In passing judgment upon the characters of men, we ought to try them by the principles and maxims of their own age, not by those of another. For although virtue and vice are at all times the same, mariners and customs vary continually. Some parts of Luther's behavior, which appear to us most culpable, gave no disgust to his contemporaries. It was even by some of those qualities, which we are now apt to blame, that he was fitted for accomplishing the great work which he undertook. To rouse mankind, when sunk in ignorance or superstition, and to encounter the rage of bigotry armed with power, required the utmost vehemence of zeal, as well as a temper daring to excess. A gentle call would neither have reached, nor have excited those to whom it was addressed. A spirit more amiable, but less vigorous than Luther's, would have shrunk back from the dangers which he braved and surmounted. Towards the close of Luther's life, though without any perceptible diminution of his zeal or abilities, the infirmities of his temper increased upon him, so that he grew daily more peevish, more irascible, and more impatient of contradiction. Having lived to be a witness of his own amazing success, to see a great part of Europe embrace his doctrines; and to shake the foundation of the papal throne, before which the mightiest monarchs had trembled, he discovered, on some occasions, symptoms of vanity and self-applause. He must have been, indeed, more than man, if, upon contemplating all that he actually accomplished, he had never felt any sentiment of this kind rising in his breast.
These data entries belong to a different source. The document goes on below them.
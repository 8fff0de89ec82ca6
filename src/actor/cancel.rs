//! Cooperative cancellation token.

use std::sync::atomic::{AtomicBool, Ordering};
use std::sync::Arc;

/// A cancellation flag shared between the foreground and a producer thread.
///
/// Setting it never interrupts a blocking read. Producers check it once per
/// unit of input and stop at the next one.
#[derive(Debug, Clone, Default)]
pub struct CancelToken {
    flag: Arc<AtomicBool>,
}

impl CancelToken {
    /// Create an unset token.
    pub fn new() -> Self {
        Self::default()
    }

    /// Request cancellation.
    pub fn cancel(&self) {
        self.flag.store(true, Ordering::Relaxed);
    }

    /// Whether cancellation has been requested.
    pub fn is_cancelled(&self) -> bool {
        self.flag.load(Ordering::Relaxed)
    }
}

#[cfg(test)]
mod tests {
    use super::*;

    #[test]
    fn test_cancel_is_shared_across_clones() {
        let token = CancelToken::new();
        let producer = token.clone();
        assert!(!producer.is_cancelled());
        token.cancel();
        assert!(producer.is_cancelled());
    }
}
Some time before his death he felt his strength declining, his constitution being worn out by a prodigious multiplicity of business, added to the labor of discharging his ministerial functions with unremitting diligence, to the fatigue of constant study, besides the composition or works as voluminous as if he had enjoyed uninterrupted leisure and retirement. His natural intrepidity did not forsake him at the approach of death; his last conversation with his friends was concerning the happiness reserved for good men in a future life, of which he spoke with the fervor and delight natural to one who expected and wished to enter soon upon the enjoyment of it. The account of his death filled the Roman catholic party with excessive as well as indecent joy, and damped the spirits of all his followers; neither party sufficiently considering that his doctrines were now so firmly rooted, as to be in a condition to flourish independent of the hand which had first planted them. His funeral was celebrated by order of the elector of Saxony with extraordinary pomp. He left several children by his wife, Catharine a Boria, who survived him. Towards the end of the last century, there were in Saxony some of his descendants in decent and honorable stations.